• Work task
Among the entries below, find the lines with the word "Ordering" and copy them.

Provided entries section start

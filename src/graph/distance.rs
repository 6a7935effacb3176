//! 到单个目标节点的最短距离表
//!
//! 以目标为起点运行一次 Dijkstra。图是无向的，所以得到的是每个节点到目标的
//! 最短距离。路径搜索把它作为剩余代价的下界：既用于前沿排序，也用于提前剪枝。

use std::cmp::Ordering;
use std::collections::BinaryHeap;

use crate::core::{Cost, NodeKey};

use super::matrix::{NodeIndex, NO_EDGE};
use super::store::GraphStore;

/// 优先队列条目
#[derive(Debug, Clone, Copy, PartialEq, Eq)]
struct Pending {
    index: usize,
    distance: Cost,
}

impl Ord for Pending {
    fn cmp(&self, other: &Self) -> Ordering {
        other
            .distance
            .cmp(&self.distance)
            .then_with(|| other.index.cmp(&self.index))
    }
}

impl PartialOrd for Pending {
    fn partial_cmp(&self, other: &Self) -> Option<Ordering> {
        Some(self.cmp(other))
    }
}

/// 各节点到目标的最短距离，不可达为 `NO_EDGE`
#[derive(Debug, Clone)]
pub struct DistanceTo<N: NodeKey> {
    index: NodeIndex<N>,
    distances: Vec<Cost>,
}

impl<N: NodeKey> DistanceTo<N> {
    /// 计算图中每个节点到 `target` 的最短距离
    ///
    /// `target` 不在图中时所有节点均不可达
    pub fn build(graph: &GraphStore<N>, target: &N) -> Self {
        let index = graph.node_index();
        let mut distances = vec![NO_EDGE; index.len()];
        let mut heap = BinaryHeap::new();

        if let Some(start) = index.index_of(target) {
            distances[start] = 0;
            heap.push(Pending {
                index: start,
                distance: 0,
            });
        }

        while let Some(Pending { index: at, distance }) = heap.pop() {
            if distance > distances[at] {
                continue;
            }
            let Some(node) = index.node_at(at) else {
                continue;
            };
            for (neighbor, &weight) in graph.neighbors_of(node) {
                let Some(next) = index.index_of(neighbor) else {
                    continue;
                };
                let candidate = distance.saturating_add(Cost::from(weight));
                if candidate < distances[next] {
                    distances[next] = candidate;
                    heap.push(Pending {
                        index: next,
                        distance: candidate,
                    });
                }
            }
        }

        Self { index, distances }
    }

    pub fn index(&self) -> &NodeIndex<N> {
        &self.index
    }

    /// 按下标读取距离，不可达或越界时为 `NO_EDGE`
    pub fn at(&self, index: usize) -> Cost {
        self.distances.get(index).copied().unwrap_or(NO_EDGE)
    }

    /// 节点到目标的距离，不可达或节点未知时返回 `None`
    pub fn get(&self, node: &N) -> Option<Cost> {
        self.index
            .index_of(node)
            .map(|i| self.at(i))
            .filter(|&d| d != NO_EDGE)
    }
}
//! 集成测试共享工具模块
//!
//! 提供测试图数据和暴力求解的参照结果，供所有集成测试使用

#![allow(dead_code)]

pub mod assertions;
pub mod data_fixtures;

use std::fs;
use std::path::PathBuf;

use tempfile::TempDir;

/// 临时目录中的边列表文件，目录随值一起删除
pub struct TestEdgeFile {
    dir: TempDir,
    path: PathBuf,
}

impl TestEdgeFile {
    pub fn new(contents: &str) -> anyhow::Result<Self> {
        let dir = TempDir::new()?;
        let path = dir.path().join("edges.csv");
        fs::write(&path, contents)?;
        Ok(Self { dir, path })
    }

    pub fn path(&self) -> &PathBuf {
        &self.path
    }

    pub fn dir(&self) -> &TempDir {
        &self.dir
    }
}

Provided entries section end
Provided entries section start

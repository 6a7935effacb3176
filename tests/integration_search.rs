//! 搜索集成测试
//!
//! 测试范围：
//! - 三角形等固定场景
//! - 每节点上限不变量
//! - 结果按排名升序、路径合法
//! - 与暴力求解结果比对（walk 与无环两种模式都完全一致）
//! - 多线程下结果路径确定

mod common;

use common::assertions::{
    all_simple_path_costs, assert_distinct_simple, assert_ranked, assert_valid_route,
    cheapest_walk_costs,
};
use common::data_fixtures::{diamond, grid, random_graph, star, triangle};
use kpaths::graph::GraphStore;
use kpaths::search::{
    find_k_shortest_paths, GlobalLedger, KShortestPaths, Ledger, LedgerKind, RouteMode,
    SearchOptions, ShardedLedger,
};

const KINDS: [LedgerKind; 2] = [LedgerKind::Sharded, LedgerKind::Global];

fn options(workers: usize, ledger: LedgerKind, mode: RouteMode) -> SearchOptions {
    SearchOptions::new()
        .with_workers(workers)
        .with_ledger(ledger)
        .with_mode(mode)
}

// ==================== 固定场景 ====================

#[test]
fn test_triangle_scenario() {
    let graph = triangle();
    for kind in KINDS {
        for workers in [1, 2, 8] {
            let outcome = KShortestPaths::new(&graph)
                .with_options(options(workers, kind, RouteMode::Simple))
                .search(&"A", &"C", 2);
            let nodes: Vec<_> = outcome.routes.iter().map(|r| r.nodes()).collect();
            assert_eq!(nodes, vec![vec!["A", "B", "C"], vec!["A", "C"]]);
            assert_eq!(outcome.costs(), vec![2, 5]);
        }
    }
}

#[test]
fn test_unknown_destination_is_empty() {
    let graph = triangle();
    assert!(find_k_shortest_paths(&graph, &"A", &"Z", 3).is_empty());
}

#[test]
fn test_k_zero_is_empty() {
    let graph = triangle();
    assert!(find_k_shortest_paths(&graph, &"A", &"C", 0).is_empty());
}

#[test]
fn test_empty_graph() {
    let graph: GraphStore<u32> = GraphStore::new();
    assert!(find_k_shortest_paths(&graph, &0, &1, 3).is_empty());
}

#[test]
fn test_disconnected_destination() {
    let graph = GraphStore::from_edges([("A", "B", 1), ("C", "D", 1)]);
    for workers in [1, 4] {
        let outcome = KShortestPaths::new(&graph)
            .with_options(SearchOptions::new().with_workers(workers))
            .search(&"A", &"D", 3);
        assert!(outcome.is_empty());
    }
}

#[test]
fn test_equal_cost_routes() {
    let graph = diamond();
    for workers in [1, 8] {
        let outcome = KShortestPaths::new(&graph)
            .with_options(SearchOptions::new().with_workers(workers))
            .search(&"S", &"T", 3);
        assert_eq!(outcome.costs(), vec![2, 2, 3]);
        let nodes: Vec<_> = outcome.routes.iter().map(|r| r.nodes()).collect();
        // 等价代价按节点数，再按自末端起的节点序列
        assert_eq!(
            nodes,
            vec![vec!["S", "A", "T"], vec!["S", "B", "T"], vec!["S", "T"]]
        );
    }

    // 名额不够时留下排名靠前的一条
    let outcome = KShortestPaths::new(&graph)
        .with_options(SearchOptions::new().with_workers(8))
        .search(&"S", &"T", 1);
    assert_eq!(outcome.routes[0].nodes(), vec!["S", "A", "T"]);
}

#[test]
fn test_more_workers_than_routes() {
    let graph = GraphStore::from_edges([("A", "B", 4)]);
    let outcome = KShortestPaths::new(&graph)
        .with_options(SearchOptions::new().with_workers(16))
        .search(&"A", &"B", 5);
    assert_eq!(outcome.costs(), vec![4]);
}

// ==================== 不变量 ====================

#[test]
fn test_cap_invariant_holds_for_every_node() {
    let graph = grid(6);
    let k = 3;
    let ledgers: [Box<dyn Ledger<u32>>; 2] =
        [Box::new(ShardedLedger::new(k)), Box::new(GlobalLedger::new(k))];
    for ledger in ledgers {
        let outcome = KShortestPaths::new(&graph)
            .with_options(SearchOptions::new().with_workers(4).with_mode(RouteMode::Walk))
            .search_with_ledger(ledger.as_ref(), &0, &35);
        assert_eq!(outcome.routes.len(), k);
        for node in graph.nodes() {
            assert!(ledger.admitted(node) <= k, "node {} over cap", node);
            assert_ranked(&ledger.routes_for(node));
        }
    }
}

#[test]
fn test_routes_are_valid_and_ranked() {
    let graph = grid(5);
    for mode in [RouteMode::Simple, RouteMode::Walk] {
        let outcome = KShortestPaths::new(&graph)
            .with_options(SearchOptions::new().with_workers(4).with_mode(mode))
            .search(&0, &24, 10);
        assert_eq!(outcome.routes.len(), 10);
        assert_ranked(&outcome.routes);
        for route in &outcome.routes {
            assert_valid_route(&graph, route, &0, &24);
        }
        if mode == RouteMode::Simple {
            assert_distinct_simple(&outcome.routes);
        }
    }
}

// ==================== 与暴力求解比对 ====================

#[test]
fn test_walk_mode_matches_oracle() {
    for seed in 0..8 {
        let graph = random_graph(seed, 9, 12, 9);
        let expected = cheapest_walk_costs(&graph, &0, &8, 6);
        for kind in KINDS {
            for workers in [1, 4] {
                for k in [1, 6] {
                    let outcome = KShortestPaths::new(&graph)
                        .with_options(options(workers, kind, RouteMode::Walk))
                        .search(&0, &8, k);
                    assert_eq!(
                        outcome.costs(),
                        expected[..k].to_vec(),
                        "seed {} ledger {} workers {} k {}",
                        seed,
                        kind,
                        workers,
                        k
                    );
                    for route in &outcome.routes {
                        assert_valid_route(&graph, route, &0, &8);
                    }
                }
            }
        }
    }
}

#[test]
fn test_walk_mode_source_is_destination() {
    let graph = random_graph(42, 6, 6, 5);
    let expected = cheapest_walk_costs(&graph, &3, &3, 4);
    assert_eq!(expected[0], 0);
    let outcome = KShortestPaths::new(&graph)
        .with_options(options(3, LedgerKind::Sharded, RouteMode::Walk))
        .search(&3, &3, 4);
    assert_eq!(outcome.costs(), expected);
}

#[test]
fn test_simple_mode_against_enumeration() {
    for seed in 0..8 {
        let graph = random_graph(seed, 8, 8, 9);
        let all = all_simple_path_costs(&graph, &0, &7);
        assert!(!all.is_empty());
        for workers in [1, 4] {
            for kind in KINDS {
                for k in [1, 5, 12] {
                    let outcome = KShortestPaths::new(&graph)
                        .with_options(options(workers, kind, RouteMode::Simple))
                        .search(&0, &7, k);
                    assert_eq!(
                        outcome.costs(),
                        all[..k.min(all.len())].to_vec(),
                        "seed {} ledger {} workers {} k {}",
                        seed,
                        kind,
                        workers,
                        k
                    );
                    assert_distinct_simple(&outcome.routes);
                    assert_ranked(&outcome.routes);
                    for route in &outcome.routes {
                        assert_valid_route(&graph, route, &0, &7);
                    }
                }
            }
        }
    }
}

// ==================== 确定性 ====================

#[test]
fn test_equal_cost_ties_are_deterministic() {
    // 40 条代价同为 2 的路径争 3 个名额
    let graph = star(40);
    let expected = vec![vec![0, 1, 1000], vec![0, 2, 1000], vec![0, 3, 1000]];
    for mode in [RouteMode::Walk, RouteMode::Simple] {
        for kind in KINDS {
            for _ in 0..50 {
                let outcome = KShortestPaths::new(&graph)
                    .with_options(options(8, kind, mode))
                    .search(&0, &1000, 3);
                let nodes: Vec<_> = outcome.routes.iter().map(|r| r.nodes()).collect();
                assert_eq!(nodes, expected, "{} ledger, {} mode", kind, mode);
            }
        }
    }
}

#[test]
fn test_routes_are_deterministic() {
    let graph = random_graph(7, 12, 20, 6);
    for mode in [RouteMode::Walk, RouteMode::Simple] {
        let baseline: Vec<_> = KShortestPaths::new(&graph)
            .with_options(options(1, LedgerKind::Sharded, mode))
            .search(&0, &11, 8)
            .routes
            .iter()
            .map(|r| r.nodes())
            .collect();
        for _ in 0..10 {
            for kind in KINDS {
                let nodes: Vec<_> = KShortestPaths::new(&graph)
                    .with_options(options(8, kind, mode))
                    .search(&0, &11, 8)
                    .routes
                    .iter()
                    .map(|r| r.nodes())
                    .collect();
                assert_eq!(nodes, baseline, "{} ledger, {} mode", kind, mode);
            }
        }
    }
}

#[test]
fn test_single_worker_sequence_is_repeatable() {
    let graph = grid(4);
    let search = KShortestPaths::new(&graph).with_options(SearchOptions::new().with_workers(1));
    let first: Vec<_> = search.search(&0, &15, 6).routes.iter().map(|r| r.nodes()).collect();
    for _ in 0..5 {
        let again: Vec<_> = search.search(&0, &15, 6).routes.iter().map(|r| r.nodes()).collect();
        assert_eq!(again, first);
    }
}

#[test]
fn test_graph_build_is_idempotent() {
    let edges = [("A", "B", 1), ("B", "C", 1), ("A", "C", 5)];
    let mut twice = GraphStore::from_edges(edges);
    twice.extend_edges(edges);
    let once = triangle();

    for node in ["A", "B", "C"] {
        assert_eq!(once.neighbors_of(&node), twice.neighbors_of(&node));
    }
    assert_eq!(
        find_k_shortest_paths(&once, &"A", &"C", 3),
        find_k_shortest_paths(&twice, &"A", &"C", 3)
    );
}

Provided entries section end
Provided entries section start

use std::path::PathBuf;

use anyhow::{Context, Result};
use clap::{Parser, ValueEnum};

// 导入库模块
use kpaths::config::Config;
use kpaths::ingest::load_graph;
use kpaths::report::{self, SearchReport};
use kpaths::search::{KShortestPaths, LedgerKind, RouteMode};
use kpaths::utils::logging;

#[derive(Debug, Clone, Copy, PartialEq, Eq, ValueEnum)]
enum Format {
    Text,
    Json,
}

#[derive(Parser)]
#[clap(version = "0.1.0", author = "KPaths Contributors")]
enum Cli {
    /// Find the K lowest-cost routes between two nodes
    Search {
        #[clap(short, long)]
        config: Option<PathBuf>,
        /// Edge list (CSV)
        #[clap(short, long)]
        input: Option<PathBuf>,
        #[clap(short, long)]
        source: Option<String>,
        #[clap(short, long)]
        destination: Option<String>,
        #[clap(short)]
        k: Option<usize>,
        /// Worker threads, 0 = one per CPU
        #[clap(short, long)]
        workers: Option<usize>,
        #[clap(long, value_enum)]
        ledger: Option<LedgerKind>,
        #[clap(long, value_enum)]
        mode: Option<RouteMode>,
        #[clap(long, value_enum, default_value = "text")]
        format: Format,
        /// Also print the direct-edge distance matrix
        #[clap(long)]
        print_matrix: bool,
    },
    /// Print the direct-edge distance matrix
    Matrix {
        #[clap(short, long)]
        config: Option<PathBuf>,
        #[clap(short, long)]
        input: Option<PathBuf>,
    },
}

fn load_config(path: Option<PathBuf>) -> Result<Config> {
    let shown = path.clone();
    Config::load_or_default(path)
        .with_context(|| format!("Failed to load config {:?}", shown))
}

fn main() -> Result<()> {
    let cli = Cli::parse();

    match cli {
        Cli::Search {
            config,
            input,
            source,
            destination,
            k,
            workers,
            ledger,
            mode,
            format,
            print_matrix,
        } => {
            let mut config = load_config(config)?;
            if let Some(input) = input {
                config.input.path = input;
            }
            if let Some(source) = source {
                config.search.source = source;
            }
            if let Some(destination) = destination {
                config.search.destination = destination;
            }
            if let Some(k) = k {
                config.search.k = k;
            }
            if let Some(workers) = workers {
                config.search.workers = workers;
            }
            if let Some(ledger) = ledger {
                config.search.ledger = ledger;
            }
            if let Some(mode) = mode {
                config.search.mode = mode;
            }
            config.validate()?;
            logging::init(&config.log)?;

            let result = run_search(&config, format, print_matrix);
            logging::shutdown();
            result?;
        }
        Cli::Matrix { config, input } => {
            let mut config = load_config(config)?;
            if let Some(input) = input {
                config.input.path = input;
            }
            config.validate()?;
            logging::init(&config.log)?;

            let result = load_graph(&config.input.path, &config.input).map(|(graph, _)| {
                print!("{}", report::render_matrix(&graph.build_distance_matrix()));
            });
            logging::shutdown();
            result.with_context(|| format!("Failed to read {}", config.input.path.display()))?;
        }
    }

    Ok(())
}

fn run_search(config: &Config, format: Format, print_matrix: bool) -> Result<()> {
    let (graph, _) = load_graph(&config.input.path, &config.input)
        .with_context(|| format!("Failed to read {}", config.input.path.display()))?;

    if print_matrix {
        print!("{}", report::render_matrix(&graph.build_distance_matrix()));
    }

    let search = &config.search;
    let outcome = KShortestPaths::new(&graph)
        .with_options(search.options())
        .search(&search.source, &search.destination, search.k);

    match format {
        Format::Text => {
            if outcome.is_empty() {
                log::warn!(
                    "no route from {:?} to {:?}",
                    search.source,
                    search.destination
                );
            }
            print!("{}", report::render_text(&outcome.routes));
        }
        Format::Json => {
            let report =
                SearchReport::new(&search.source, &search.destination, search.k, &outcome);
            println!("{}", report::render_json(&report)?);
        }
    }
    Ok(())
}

Provided entries section end

• Solution to this task
use std::cmp::Ordering;
    fn cmp(&self, other: &Self) -> Ordering {
    fn partial_cmp(&self, other: &Self) -> Option<Ordering> {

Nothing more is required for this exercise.